*** Records to use ***

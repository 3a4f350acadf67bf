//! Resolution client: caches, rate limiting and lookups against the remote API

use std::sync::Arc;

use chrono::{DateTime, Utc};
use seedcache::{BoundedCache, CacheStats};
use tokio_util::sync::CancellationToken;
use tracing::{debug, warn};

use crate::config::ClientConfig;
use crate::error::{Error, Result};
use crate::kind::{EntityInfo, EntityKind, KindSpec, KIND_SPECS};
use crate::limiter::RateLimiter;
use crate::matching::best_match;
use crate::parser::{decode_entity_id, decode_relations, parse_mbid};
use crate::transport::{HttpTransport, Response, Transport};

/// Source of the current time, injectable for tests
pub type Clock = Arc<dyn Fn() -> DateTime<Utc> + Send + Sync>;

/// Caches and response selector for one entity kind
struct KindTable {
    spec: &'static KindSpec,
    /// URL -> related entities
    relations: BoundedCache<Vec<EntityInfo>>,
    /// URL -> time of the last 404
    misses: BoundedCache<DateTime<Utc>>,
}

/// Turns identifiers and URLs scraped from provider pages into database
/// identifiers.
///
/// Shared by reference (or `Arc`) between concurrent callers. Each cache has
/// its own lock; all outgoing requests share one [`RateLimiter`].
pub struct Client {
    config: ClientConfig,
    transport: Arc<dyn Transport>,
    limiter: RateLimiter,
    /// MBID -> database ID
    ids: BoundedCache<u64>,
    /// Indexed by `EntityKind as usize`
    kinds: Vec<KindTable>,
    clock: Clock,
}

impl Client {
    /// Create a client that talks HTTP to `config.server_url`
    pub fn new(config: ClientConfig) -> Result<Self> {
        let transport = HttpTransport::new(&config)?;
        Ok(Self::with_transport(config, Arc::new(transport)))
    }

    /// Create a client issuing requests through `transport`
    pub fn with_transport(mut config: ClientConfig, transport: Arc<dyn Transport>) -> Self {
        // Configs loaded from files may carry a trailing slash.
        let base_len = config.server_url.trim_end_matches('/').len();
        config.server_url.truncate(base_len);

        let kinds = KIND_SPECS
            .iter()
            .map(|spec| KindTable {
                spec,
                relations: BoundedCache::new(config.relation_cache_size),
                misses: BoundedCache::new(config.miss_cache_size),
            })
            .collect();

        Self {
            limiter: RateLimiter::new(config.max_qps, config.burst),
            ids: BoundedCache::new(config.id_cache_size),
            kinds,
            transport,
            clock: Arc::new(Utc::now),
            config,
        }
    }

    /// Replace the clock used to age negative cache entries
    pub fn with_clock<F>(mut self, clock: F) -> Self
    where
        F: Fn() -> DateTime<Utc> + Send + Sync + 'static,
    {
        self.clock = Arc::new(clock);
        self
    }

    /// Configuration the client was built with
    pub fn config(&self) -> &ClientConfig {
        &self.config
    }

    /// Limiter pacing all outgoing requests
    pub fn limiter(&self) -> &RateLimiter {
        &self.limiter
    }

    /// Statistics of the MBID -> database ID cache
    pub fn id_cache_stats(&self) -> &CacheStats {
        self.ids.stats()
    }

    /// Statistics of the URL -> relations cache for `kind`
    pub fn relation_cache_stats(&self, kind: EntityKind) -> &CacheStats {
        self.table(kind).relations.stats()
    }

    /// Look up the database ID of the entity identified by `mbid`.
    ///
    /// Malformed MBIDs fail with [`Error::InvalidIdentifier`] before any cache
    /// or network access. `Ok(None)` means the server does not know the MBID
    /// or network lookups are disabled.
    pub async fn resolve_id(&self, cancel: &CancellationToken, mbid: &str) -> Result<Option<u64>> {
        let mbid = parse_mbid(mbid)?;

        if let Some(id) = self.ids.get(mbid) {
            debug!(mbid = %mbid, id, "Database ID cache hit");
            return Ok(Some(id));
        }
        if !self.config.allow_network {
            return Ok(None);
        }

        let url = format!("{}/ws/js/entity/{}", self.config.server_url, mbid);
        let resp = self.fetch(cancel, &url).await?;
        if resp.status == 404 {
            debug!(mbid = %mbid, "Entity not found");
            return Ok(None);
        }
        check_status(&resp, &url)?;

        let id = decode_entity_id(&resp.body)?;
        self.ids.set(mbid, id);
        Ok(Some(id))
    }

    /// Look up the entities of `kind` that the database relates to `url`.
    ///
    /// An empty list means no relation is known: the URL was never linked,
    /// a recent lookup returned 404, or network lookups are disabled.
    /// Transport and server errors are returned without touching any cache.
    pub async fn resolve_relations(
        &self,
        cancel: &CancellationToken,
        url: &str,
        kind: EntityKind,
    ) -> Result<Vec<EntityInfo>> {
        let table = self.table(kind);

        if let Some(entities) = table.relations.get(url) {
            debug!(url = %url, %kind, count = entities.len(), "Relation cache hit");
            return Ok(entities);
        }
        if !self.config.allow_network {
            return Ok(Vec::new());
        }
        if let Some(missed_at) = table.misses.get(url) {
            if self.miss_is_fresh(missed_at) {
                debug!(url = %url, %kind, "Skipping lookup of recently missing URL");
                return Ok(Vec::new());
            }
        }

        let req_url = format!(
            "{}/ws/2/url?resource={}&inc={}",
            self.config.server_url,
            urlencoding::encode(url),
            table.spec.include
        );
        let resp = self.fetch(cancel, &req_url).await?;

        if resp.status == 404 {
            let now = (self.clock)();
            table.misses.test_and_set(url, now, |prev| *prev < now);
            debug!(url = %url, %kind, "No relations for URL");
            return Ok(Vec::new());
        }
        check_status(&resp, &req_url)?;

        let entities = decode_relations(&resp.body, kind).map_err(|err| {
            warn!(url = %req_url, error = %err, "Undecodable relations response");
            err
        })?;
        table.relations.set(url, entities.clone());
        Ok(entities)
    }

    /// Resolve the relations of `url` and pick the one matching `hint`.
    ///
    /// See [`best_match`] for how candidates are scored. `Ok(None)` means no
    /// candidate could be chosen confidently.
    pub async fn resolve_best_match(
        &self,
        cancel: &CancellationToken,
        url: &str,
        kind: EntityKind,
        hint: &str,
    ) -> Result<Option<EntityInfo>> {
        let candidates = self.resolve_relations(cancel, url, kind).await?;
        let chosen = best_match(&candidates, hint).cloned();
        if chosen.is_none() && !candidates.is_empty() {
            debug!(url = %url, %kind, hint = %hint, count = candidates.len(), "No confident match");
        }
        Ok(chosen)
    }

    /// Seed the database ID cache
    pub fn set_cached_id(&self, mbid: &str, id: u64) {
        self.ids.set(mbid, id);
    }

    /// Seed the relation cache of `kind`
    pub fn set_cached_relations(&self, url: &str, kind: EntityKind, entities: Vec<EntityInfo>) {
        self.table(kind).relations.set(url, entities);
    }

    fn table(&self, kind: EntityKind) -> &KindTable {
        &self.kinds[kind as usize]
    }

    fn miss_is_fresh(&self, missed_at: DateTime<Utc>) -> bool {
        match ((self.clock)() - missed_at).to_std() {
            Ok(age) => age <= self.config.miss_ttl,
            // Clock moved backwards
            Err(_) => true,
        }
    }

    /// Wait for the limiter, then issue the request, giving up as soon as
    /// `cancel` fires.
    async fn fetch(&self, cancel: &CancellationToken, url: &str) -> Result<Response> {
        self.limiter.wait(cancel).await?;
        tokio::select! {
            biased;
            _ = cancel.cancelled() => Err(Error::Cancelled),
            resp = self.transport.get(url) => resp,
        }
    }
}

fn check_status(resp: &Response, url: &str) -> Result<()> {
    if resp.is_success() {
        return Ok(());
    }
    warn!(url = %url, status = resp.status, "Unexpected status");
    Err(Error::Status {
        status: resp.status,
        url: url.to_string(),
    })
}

*** End of Records to use ***

**Task requirements:**
Across the whole listing above, tally each line where the string "EntityInfo" occurs, and give the number and nothing more.

**Result of this task:**
5